I am aghast, by the way, at the number of Americans who missed camphor boats. These were small toy boats of some pre-Celluloid make, with a little clip on the bottom into which you stuck a hunk of camphor. When set on the water the boats sputtered about like the Missouri searching for a mud bank to ram into. And this "Camphor Boat 101" that I speak of is merely the course of study by which a small boy learns to spend two hours with the camphor boats in the tub. A difficult course, not easily mastered. I got as far as stealing blocks of camphor from the place the silver was kept (don't ask me why people kept blocks of camphor with silver but they did), but I had a cruel nurse who thought a bath was for washing dirt off and who sat there like a Sugar Bowl clock relentlessly ticking. So like many of my generation I never worked through Bathtubbing, and my subsequent development was to that extent impeded. Of course one carries on and damn the torpedoes, but one bears scars.
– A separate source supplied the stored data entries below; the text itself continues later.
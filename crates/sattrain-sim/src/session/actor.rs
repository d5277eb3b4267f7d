//! Session actor.
//!
//! One tokio task per live session. The task owns the `SimulationEngine` and
//! its `AnomalyInjector` outright, so commands, ticks and timer firings are
//! applied one at a time without locks:
//!
//! ```text
//!   SessionManager ──► mailbox ─┐
//!   TokioTimers    ──► timers  ─┤
//!   tick interval  ─────────────┼──► select! ──► engine / injector
//!   telemetry interval ─────────┤                    │
//!   snapshot interval ──────────┘                    ▼
//!                                            Transport::emit(room)
//! ```
//!
//! A terminal status stops injection, persists a final snapshot, announces
//! completion and ends the task.

use crate::anomaly::{AnomalyInjector, AnomalyKind, AnomalyState, AnomalyStats, TimerEvent};
use crate::config::SimConfig;
use crate::core::{SessionId, SessionSnapshot, SessionStatus};
use crate::engine::{CommandOutcome, SimulationEngine};
use crate::error::SimResult;
use crate::events::{SessionCompleted, SessionEvent, StatusChanged};
use crate::metrics;
use crate::scoring::Score;
use crate::store::SessionStore;
use crate::transport::Transport;
use serde_json::Value;
use std::sync::Arc;
use tokio::sync::{mpsc, oneshot};
use tokio::time::{Instant, MissedTickBehavior};
use tokio_util::sync::CancellationToken;
use tracing::{debug, info, warn};

type Reply<T> = oneshot::Sender<T>;

/// Requests a session actor accepts.
pub(crate) enum SessionMsg {
    Start(Reply<SimResult<SessionStatus>>),
    Command {
        name: String,
        payload: Value,
        reply: Reply<SimResult<CommandOutcome>>,
    },
    Pause(Reply<SimResult<SessionStatus>>),
    Resume(Reply<SimResult<SessionStatus>>),
    Terminate(Reply<SimResult<Score>>),
    Snapshot(Reply<SessionSnapshot>),
    Score(Reply<Score>),
    ActiveAnomalies(Reply<Vec<AnomalyState>>),
    Stats(Reply<AnomalyStats>),
    Inject {
        kind: AnomalyKind,
        reply: Reply<SimResult<AnomalyState>>,
    },
}

/// Posted to the manager when an actor ends on its own.
#[derive(Debug, Clone, PartialEq)]
pub(crate) enum Lifecycle {
    Finished {
        session_id: SessionId,
        status: SessionStatus,
    },
}

pub(crate) struct SessionActor {
    pub(crate) engine: SimulationEngine,
    pub(crate) injector: AnomalyInjector,
    pub(crate) inbox: mpsc::Receiver<SessionMsg>,
    pub(crate) timer_rx: mpsc::UnboundedReceiver<TimerEvent>,
    pub(crate) store: Arc<dyn SessionStore>,
    pub(crate) transport: Arc<dyn Transport>,
    pub(crate) lifecycle: mpsc::UnboundedSender<Lifecycle>,
    pub(crate) cancel: CancellationToken,
    pub(crate) config: SimConfig,
}

impl SessionActor {
    fn session_id(&self) -> &SessionId {
        &self.engine.session().id
    }

    pub(crate) async fn run(mut self) {
        let period = self.config.tick_interval();
        let mut tick = tokio::time::interval_at(Instant::now() + period, period);
        tick.set_missed_tick_behavior(MissedTickBehavior::Delay);

        let telemetry_period = self.config.telemetry_interval();
        let mut telemetry = tokio::time::interval_at(Instant::now() + telemetry_period, telemetry_period);
        telemetry.set_missed_tick_behavior(MissedTickBehavior::Skip);

        let snapshot_period = self.config.snapshot_interval();
        let mut snapshots = tokio::time::interval_at(Instant::now() + snapshot_period, snapshot_period);
        snapshots.set_missed_tick_behavior(MissedTickBehavior::Skip);

        let mut last_tick = Instant::now();
        debug!(session_id = %self.session_id(), "session actor running");

        loop {
            let mut events = Vec::new();

            tokio::select! {
                biased;

                _ = self.cancel.cancelled() => {
                    self.shutdown().await;
                    break;
                }

                msg = self.inbox.recv() => match msg {
                    Some(msg) => self.handle(msg, &mut events).await,
                    None => {
                        self.shutdown().await;
                        break;
                    }
                },

                Some(timer) = self.timer_rx.recv() => {
                    self.injector.handle_timer(timer, &mut self.engine, &mut events);
                }

                now = tick.tick() => {
                    let elapsed = now.saturating_duration_since(last_tick);
                    last_tick = now;
                    if self.engine.status() == SessionStatus::InProgress {
                        let timer = metrics::TICK_LATENCY.start_timer();
                        if let Err(e) = self.engine.tick(elapsed.as_millis() as u64, &mut events) {
                            warn!(session_id = %self.session_id(), error = %e, "tick rejected");
                        }
                        timer.observe_duration();
                    }
                }

                _ = telemetry.tick() => {
                    if matches!(self.engine.status(), SessionStatus::InProgress | SessionStatus::Paused) {
                        let snapshot = self.engine.snapshot(self.injector.active_anomalies());
                        events.push(SessionEvent::Telemetry(Box::new(snapshot)));
                    }
                }

                _ = snapshots.tick() => {
                    self.persist_snapshot().await;
                }
            }

            self.emit_all(events);

            if self.engine.status().is_terminal() {
                self.finish().await;
                break;
            }
        }

        debug!(session_id = %self.session_id(), "session actor stopped");
    }

    async fn handle(&mut self, msg: SessionMsg, events: &mut Vec<SessionEvent>) {
        match msg {
            SessionMsg::Start(reply) => {
                let result = self.engine.start();
                if result.is_ok() {
                    self.injector.start_injection(self.engine.session().difficulty);
                    self.status_event(events, None);
                }
                let _ = reply.send(result.map(|_| self.engine.status()));
            }
            SessionMsg::Command {
                name,
                payload,
                reply,
            } => {
                let outcome = self
                    .engine
                    .apply_command(&mut self.injector, &name, &payload, events);
                if outcome.is_ok() {
                    self.append_history().await;
                }
                let _ = reply.send(outcome);
            }
            SessionMsg::Pause(reply) => {
                let result = self.engine.pause();
                if result.is_ok() {
                    self.status_event(events, None);
                }
                let _ = reply.send(result.map(|_| self.engine.status()));
            }
            SessionMsg::Resume(reply) => {
                let result = self.engine.resume();
                if result.is_ok() {
                    self.status_event(events, None);
                }
                let _ = reply.send(result.map(|_| self.engine.status()));
            }
            SessionMsg::Terminate(reply) => {
                let result = self.engine.abandon().map(|_| self.engine.score());
                let _ = reply.send(result);
            }
            SessionMsg::Snapshot(reply) => {
                let _ = reply.send(self.engine.snapshot(self.injector.active_anomalies()));
            }
            SessionMsg::Score(reply) => {
                let _ = reply.send(self.engine.score());
            }
            SessionMsg::ActiveAnomalies(reply) => {
                let _ = reply.send(self.injector.active_anomalies().to_vec());
            }
            SessionMsg::Stats(reply) => {
                let _ = reply.send(self.injector.stats());
            }
            SessionMsg::Inject { kind, reply } => {
                let _ = reply.send(self.injector.inject(kind, &mut self.engine, events));
            }
        }
    }

    fn status_event(&self, events: &mut Vec<SessionEvent>, reason: Option<String>) {
        events.push(SessionEvent::StatusChanged(StatusChanged {
            session_id: self.session_id().clone(),
            status: self.engine.status(),
            reason,
        }));
    }

    fn emit_all(&self, events: Vec<SessionEvent>) {
        for event in events {
            self.transport.emit(self.session_id(), event);
        }
    }

    async fn append_history(&self) {
        let Some(record) = self.engine.session().history.last().cloned() else {
            return;
        };
        if let Err(e) = self.store.append_command(self.session_id(), record).await {
            warn!(session_id = %self.session_id(), error = %e, "failed to persist command");
        }
    }

    async fn persist_snapshot(&self) {
        let snapshot = self.engine.snapshot(self.injector.active_anomalies());
        if let Err(e) = self.store.save_snapshot(self.session_id(), &snapshot).await {
            metrics::SNAPSHOT_FAILURES.inc();
            warn!(session_id = %self.session_id(), error = %e, "snapshot not saved");
        }
    }

    /// Terminal status reached: stop timers, persist, announce.
    async fn finish(&mut self) {
        let ended = self.injector.stop_injection();
        self.persist_snapshot().await;

        let status = self.engine.status();
        let score = self.engine.score();
        let session_id = self.session_id().clone();

        self.emit_all(vec![
            SessionEvent::StatusChanged(StatusChanged {
                session_id: session_id.clone(),
                status,
                reason: self.engine.session().failure_reason.clone(),
            }),
            SessionEvent::Completed(Box::new(SessionCompleted {
                session_id: session_id.clone(),
                status,
                score: score.clone(),
            })),
        ]);

        metrics::SESSIONS_FINISHED
            .with_label_values(&[status.as_str()])
            .inc();
        info!(
            %session_id,
            status = ?status,
            total = score.total,
            open_anomalies = ended.len(),
            "session closed"
        );

        let _ = self.lifecycle.send(Lifecycle::Finished { session_id, status });
    }

    /// Cancelled from outside: stop timers and keep the latest state.
    async fn shutdown(&mut self) {
        self.injector.stop_injection();
        self.persist_snapshot().await;
        debug!(session_id = %self.session_id(), "session actor shut down");
    }
}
To this day I hate being a house guest because when I let the water out of the tub I, of course, stop it repeatedly, then release it to hear it go Glug and Galupph. This commonly upsets the host who thinks his plumbing has gone haywire, and I have no intention of telling him I've been playing with the bathtub drain again. It's better to stay at a hotel where they neither know nor care about the drain.
Well. There we all were, standing around the Independent Bathing System looking humane (handicapped aunt, etc.) and intelligent (hydraulic flow equals E equals M) and wishing we were rich and brave and without heavy burdens and could take the thing home and ride slowly up and down on the hydraulic cushion adjusting a valve here and a glug there.
There was a lot of computer junk at the show, some of it fringed with yapping kids who probably invented it. Apart from making it easier to establish a police state, the main thing computers do is teach you that a fi-replace is the same thing as a fireplace (you can learn something new every morning if you have nothing better to do) and this is the sort of insight we have all gained now, though it would have baffled us a while ba-ck.
I could find nothing at the show to help people fly like a bird. Surely there is some mistake here? Americans have always invented flying machines, commonly with feathers and hinges, but I saw none.
This nation has also long led the world in inventions for dogs. Say you're at work. Let not poor Fido starve, and there used to be fine inventions by which bowls shot out of the wall from time to time to feed and water the mutt.
There used to be patented exercise wheels. One of them (when old Pompey jumped in for his daily dozen) turned a washing machine. You put some water in the machine, dumped your socks in, connected the gears to the exercise wheel and set off for the day. When you returned the socks sparkled and the dog had muscles.
Not now. Something has gone out of the American Dream. I picked up a magazine about robots, as if we needed to manufacture some.
But be of good cheer. God and John E. Taylor of Wichita are in the plan still. He invented the collapsible sawhorse. He was still showing it to sensible people when I left. He sold manufacturing rights for $50,000, he said, and a 5 percent royalty. KLOP and the thing snaps shut. Anybody who ever carried sawhorses through a bathroom door will understand. I should have asked him about fingers, but it looked pretty safe when he did it.